At the same time, there is already a real opportunity to create legal smart contracts aimed at collecting cryptocurrency (secure pooling of funds) for specific purposes. This, in particular, can already be done on the Trustee platform, where any user without any special knowledge and programming languages is able to generate and upload a smart contract to the network in just a few minutes. Using the platform is convenient, and does not require additional costs and additional procedures.

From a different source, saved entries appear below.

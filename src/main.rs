// Copyright 2025 Kirky.X
//
// Licensed under the Apache License, Version 2.0 (the "License");
// you may not use this file except in compliance with the License.
// You may obtain a copy of the License at
//
//     http://www.apache.org/licenses/LICENSE-2.0
//
// Unless required by applicable law or agreed to in writing, software
// distributed under the License is distributed on an "AS IS" BASIS,
// WITHOUT WARRANTIES OR CONDITIONS OF ANY KIND, either express or implied.
// See the License for the specific language governing permissions and
// limitations under the License.

use std::path::Path;
use std::sync::Arc;
use tracing::info;

use scraprs::config::settings::Settings;
use scraprs::domain::services::scraper_service::GoldAppleScraper;
use scraprs::engines::browser_engine::ChromiumEngine;
use scraprs::infrastructure::storage::CsvStorage;
use scraprs::presentation::console::ConsoleApp;
use scraprs::utils::telemetry;

/// 主函数
///
/// 应用程序入口点，负责初始化所有组件并启动控制台会话
#[tokio::main]
async fn main() -> anyhow::Result<()> {
    // 1. Load configuration
    let settings = Settings::new()?;

    // 2. Initialize logging
    let log_path = telemetry::init_telemetry(Path::new(&settings.logging.dir))?;
    info!("Starting scraprs...");
    info!("Logging to {}", log_path.display());

    // 3. Initialize Components
    let engine = Arc::new(ChromiumEngine::new());
    let scraper = GoldAppleScraper::new(
        &settings.scraper.base_url,
        settings.scraper.page_count,
        engine,
    )?;
    let storage = CsvStorage::new(&settings.storage.data_dir)?;

    // 4. Run console session
    let mut app = ConsoleApp::new(scraper, storage);
    app.run().await?;

    Ok(())
}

In any case, there is no doubt that smart contracts are changing our lives for the better – they are becoming safer and more secure in the digital realm. Smart contracts will continue to evolve and improve, and maybe very soon we will see the most invulnerable smart contract in the world. It will show that nothing is impossible.
A legal smart contract is a code in blockchain technology. A virtual machine executes it after receiving a transaction with the right parameters.
With the development of computer and blockchain technologies, the idea of automatic contracts that are self-executing using algorithms has become popular, and today with many legal nuances, but still implemented, in particular on the Ethereum platform.
The attitude of regulators in different countries to such “smart” agreements differs, depending on the regulation of cryptocurrencies in the relevant jurisdiction and the peremptory norms of law and order. Nevertheless, the future of smart contracts seems quite intriguing.